Surge protector: A novel approach to suppressing therapy-induced tumor growth and recurrence

January 14, 2019

BOSTON - Following up on a groundbreaking 2018 study in which BIDMC's Dipak Panigrahy, MD, demonstrated that dead and dying cancer cells killed by conventional cancer treatments paradoxically trigger inflammation that promotes tumor growth and metastasis, a new study led by Allison Gartung, PhD, describes a novel approach to suppressing chemotherapy-induced tumor growth in an ovarian cancer model. Gartung and colleagues' findings were published in published in January in Proceedings of the National Academy of Science (PNAS).

Working in a mouse model of the disease, the team confirmed that chemotherapy-killed ovarian cancer cells induce surrounding immune cells called macrophages to release a surge of chemicals.
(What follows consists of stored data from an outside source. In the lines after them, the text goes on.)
// End-to-end checks through ConstraintChecker and Reporter

use bvcheck::model::{
    names, AnnotationInstance, AnnotationValue, Modifier, ProgramElement, TypeRef, TypeUniverse,
};
use bvcheck::rules::DiagnosticArg;
use bvcheck::{Configuration, ConstraintChecker, DiagnosticSet, MessageKey, Reporter, Severity};

// ============================================================================
// Fixtures
// ============================================================================

fn keys(diagnostics: &DiagnosticSet) -> Vec<MessageKey> {
    diagnostics.iter().map(|d| d.key).collect()
}

fn size(min: i64) -> AnnotationInstance {
    AnnotationInstance::new(names::builtin::SIZE).with_value("min", AnnotationValue::Int(min))
}

fn size_list(parts: Vec<AnnotationInstance>) -> AnnotationInstance {
    AnnotationInstance::new("javax.validation.constraints.Size.List").with_value(
        names::members::VALUE,
        AnnotationValue::Array(parts.into_iter().map(AnnotationValue::Annotation).collect()),
    )
}

fn class_array(arg: TypeRef) -> TypeRef {
    TypeRef::array_of(TypeRef::generic(names::CLASS, vec![arg]))
}

fn constraint_meta(validator: &str) -> AnnotationInstance {
    AnnotationInstance::new(names::CONSTRAINT).with_value(
        names::members::VALIDATED_BY,
        AnnotationValue::Array(vec![AnnotationValue::Type(TypeRef::declared(validator))]),
    )
}

fn runtime_retention() -> AnnotationInstance {
    AnnotationInstance::new(names::RETENTION).with_value(
        names::members::VALUE,
        AnnotationValue::enum_constant(names::RETENTION_POLICY, names::RUNTIME_RETENTION),
    )
}

/// `@interface Checked` with `@Constraint`, `@Retention(RUNTIME)`, `message`
/// and `payload`, but no `groups` member.
fn make_constraint_type_without_groups() -> ProgramElement {
    ProgramElement::annotation_type("com.acme.Checked")
        .with_annotation(constraint_meta("com.acme.CheckedValidator"))
        .with_annotation(runtime_retention())
        .with_member(ProgramElement::method(
            "com.acme.Checked.message",
            TypeRef::declared(names::STRING),
        ))
        .with_member(
            ProgramElement::method(
                "com.acme.Checked.payload",
                class_array(TypeRef::wildcard_extends(TypeRef::declared(names::PAYLOAD))),
            )
            .with_default(AnnotationValue::Array(Vec::new())),
        )
}

fn make_checker(universe: &TypeUniverse) -> ConstraintChecker<'_> {
    ConstraintChecker::for_universe(universe, Configuration::default())
}

// ============================================================================
// Constraint type declarations
// ============================================================================

#[test]
fn test_missing_groups_member() {
    let universe = TypeUniverse::with_platform_types();
    let checker = make_checker(&universe);
    let declaration = make_constraint_type_without_groups();

    let found = checker.check(&declaration, &constraint_meta("com.acme.CheckedValidator"));
    assert_eq!(keys(&found), vec![MessageKey::ConstraintTypeMustDeclareGroupsMember]);
}

#[test]
fn test_non_empty_groups_default_only() {
    let universe = TypeUniverse::with_platform_types();
    let checker = make_checker(&universe);
    let declaration = make_constraint_type_without_groups().with_member(
        ProgramElement::method("com.acme.Checked.groups", class_array(TypeRef::unbounded_wildcard()))
            .with_default(AnnotationValue::Array(vec![AnnotationValue::Type(TypeRef::declared(
                names::DEFAULT_GROUP,
            ))])),
    );

    let found = checker.check(&declaration, &constraint_meta("com.acme.CheckedValidator"));
    assert_eq!(keys(&found), vec![MessageKey::DefaultValueMustBeEmptyArray]);
}

#[test]
fn test_meta_checks_short_circuit_in_order() {
    let universe = TypeUniverse::with_platform_types();
    let checker = make_checker(&universe);
    // Wrong retention hides the missing members
    let declaration = ProgramElement::annotation_type("com.acme.Checked")
        .with_annotation(constraint_meta("com.acme.CheckedValidator"));

    let found = checker.check(&declaration, &constraint_meta("com.acme.CheckedValidator"));
    assert_eq!(keys(&found), vec![MessageKey::ConstraintTypeWithWrongRetentionPolicy]);
}

#[test]
fn test_constraint_declared_directly_and_in_list() {
    let universe = TypeUniverse::with_platform_types();
    let checker = make_checker(&universe);
    let listed = size_list(vec![size(1)]);
    let declaration = ProgramElement::annotation_type("com.acme.ShortText")
        .with_annotation(constraint_meta("com.acme.ShortTextValidator"))
        .with_annotation(size(10))
        .with_annotation(listed.clone());

    let found = checker.check(&declaration, &listed);
    assert_eq!(keys(&found), vec![MessageKey::MixedListAndDirectAnnotationDeclaration]);
    assert_eq!(found.first().and_then(|d| d.anchor.clone()), Some(size(1)));
}

#[test]
fn test_generic_and_cross_parameter_constraint_needs_applies_to() {
    let parameters_validator = ProgramElement::class("com.acme.CheckedParametersValidator")
        .with_annotation(AnnotationInstance::new(names::SUPPORTED_VALIDATION_TARGET).with_value(
            names::members::VALUE,
            AnnotationValue::enum_constant(names::VALIDATION_TARGET, "PARAMETERS"),
        ))
        .with_interface(TypeRef::generic(
            names::CONSTRAINT_VALIDATOR,
            vec![
                TypeRef::declared("com.acme.Checked"),
                TypeRef::array_of(TypeRef::declared(names::OBJECT)),
            ],
        ));
    let universe = TypeUniverse::with_platform_types().with_declaration(parameters_validator);
    let checker = make_checker(&universe);

    let meta = AnnotationInstance::new(names::CONSTRAINT).with_value(
        names::members::VALIDATED_BY,
        AnnotationValue::Array(vec![
            AnnotationValue::Type(TypeRef::declared("com.acme.CheckedValidator")),
            AnnotationValue::Type(TypeRef::declared("com.acme.CheckedParametersValidator")),
        ]),
    );
    let groups = ProgramElement::method("com.acme.Checked.groups", class_array(TypeRef::unbounded_wildcard()))
        .with_default(AnnotationValue::Array(Vec::new()));
    let declaration = make_constraint_type_without_groups().with_member(groups);

    let found = checker.check(&declaration, &meta);
    assert_eq!(keys(&found), vec![MessageKey::CrossParameterValidationAppliesToRequired]);

    let with_applies_to = declaration.with_member(
        ProgramElement::method(
            "com.acme.Checked.validationAppliesTo",
            TypeRef::declared(names::CONSTRAINT_TARGET),
        )
        .with_default(AnnotationValue::enum_constant(
            names::CONSTRAINT_TARGET,
            names::IMPLICIT_CONSTRAINT_TARGET,
        )),
    );
    assert!(checker.check(&with_applies_to, &meta).is_empty());
}

// ============================================================================
// Annotated members
// ============================================================================

#[test]
fn test_static_field_stops_before_type_check() {
    let universe = TypeUniverse::with_platform_types();
    let checker = make_checker(&universe);
    // Size does not apply to Integer either; only the first finding is reported
    let field = ProgramElement::field("com.acme.Order.count", TypeRef::declared("java.lang.Integer"))
        .with_modifier(Modifier::Static);

    let found = checker.check(&field, &size(1));
    assert_eq!(keys(&found), vec![MessageKey::StaticFieldsMayNotBeAnnotated]);
}

#[test]
fn test_list_container_reports_each_part() {
    let universe = TypeUniverse::with_platform_types();
    let checker = make_checker(&universe);
    let field = ProgramElement::field("com.acme.Order.count", TypeRef::declared("java.lang.Integer"));

    let found = checker.check(&field, &size_list(vec![size(1), size(5)]));
    assert_eq!(
        keys(&found),
        vec![MessageKey::NotSupportedType, MessageKey::NotSupportedType]
    );
    let anchors: Vec<_> = found.iter().filter_map(|d| d.anchor.clone()).collect();
    assert_eq!(anchors, vec![size(1), size(5)]);
    assert!(found
        .iter()
        .all(|d| d.args == vec![DiagnosticArg::from("Size")]));
}

#[test]
fn test_cascade_on_primitive_getter() {
    let universe = TypeUniverse::with_platform_types();
    let checker = make_checker(&universe);
    let getter = ProgramElement::method(
        "com.acme.Order.getCount",
        TypeRef::Primitive(bvcheck::model::PrimitiveKind::Int),
    )
    .with_annotation(AnnotationInstance::new(names::VALID));

    assert_eq!(
        keys(&checker.check_element(&getter)),
        vec![MessageKey::AtValidNotAllowedAtMethodReturningPrimitiveType]
    );
}

#[test]
fn test_repeated_runs_deduplicate() {
    let universe = TypeUniverse::with_platform_types();
    let checker = make_checker(&universe);
    let field = ProgramElement::field("com.acme.Order.count", TypeRef::declared("java.lang.Integer"))
        .with_annotation(size(1));

    let mut all = checker.check_element(&field);
    all.extend(checker.check_element(&field));
    assert_eq!(all.len(), 1);
}

// ============================================================================
// Group sequence providers
// ============================================================================

fn make_provider_universe() -> TypeUniverse {
    TypeUniverse::with_platform_types()
        .with_declaration(ProgramElement::class("com.acme.Foo"))
        .with_declaration(
            ProgramElement::class("com.acme.SpecialFoo").with_superclass(TypeRef::declared("com.acme.Foo")),
        )
        .with_declaration(
            ProgramElement::class("com.acme.Base")
                .with_type_params(["T"])
                .with_interface(TypeRef::generic(
                    names::DEFAULT_GROUP_SEQUENCE_PROVIDER,
                    vec![TypeRef::type_var("T")],
                )),
        )
        .with_declaration(
            ProgramElement::class("com.acme.FooSequenceProvider")
                .with_superclass(TypeRef::generic("com.acme.Base", vec![TypeRef::declared("com.acme.Foo")]))
                .with_member(
                    ProgramElement::constructor("com.acme.FooSequenceProvider.<init>")
                        .with_modifier(Modifier::Public),
                ),
        )
}

fn provided_by(provider: &str) -> AnnotationInstance {
    AnnotationInstance::new(names::GROUP_SEQUENCE_PROVIDER).with_value(
        names::members::VALUE,
        AnnotationValue::Type(TypeRef::declared(provider)),
    )
}

#[test]
fn test_provider_subject_through_two_levels() {
    let universe = make_provider_universe();
    let checker = make_checker(&universe);
    let annotation = provided_by("com.acme.FooSequenceProvider");

    for host in ["com.acme.Foo", "com.acme.SpecialFoo"] {
        let class = ProgramElement::class(host).with_annotation(annotation.clone());
        assert!(checker.check_element(&class).is_empty(), "{}", host);
    }

    let unrelated = ProgramElement::class("com.acme.Invoice").with_annotation(annotation);
    assert_eq!(
        keys(&checker.check_element(&unrelated)),
        vec![MessageKey::GroupSequenceProviderAnnotationValueDefinedProviderClassWithWrongType]
    );
}

#[test]
fn test_provider_on_enum() {
    let universe = make_provider_universe();
    let checker = make_checker(&universe);
    let status = ProgramElement::enum_type("com.acme.Status")
        .with_annotation(provided_by("com.acme.FooSequenceProvider"));

    let found = checker.check_element(&status);
    assert!(found
        .iter()
        .any(|d| d.key == MessageKey::GroupSequenceProviderAnnotationMustBeDefinedOnAClass));
}

// ============================================================================
// Reporting
// ============================================================================

#[test]
fn test_reporting_with_configured_kind() {
    let universe = TypeUniverse::with_platform_types();
    let config = Configuration::from_options([("diagnosticKind", "NOTE")]).unwrap();
    let checker = ConstraintChecker::for_universe(&universe, config);
    let field = ProgramElement::field("com.acme.Order.count", TypeRef::declared("java.lang.Integer"))
        .with_annotation(size(1));

    let reported = Reporter::new(checker.configuration()).report_all(&checker.check_element(&field));
    assert_eq!(reported.len(), 1);
    assert_eq!(reported[0].severity, Severity::Note);
    assert_eq!(
        reported[0].to_string(),
        "note: com.acme.Order.count: @Size: The annotation @Size is disallowed for this data type."
    );
}

#[test]
fn test_checker_shared_across_threads() {
    let universe = TypeUniverse::with_platform_types();
    let checker = make_checker(&universe);
    let fields: Vec<ProgramElement> = (0..4)
        .map(|i| {
            ProgramElement::field(format!("com.acme.Order.f{}", i), TypeRef::declared("java.lang.Integer"))
                .with_annotation(size(i))
        })
        .collect();

    let checker = &checker;
    let counts: Vec<usize> = std::thread::scope(|scope| {
        let handles: Vec<_> = fields
            .iter()
            .map(|field| scope.spawn(move || checker.check_element(field).len()))
            .collect();
        handles.into_iter().map(|h| h.join().unwrap()).collect()
    });
    assert_eq!(counts, vec![1, 1, 1, 1]);
}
Together, these chemicals, known as cytokines and lipid mediators, create an environment conducive to tumor growth and survival.
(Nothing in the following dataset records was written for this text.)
// Allow unwrap in tests
#![cfg_attr(test, allow(clippy::unwrap_used))]

//! Constraint checks for bvcheck.
//!
//! Rules that decide whether a Bean Validation annotation is used correctly
//! on the element carrying it, how those rules are grouped per element kind
//! and annotation classification, and the diagnostics they produce.
//!
//! - [`check`] - the [`Check`](check::Check) trait, check lists, the dispatcher and every rule
//! - [`error`] - diagnostics and message keys

pub mod check;
pub mod error;

pub use check::{Check, CheckContext, CheckDispatcher, CheckList, Composition, DispatchOptions};
pub use error::{Diagnostic, DiagnosticArg, DiagnosticSet, MessageKey, Severity};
"Conventional cancer therapy is a double-edged sword - the very treatment meant to control cancer is also helping it to survive and grow," said Gartung, a postdoctoral fellow in BIDMC's Department of Pathology. "To prevent tumor recurrence after therapy, it is critical to neutralize the inherent tumor-promoting activity of therapy-generated debris."

Next, the team showed that a newly synthesized anti-inflammatory drug called PTUPB - specifically designed to target the chemical pathways that lead to cytokines and lipid mediators - blocks the debris-stimulated surge of tumor-promoting chemicals by macrophages. In addition, the scientists found that PTUPB prolonged survival in mice bearing ovarian tumors and suppressed debris-stimulated tumor growth.

"The role of these chemotherapy-induced cytokines and lipids is underappreciated and poorly characterized, and ovarian cancer patients may benefit from suppressing their release," said Panigrahy, Assistant Professor of Pathology and a Scientist at the Cancer Center at BIDMC. "Further research is needed but, our results indicate that PTUPB may compliment conventional cancer therapies by acting as a 'surge protector' against cell debris-stimulated tumor growth."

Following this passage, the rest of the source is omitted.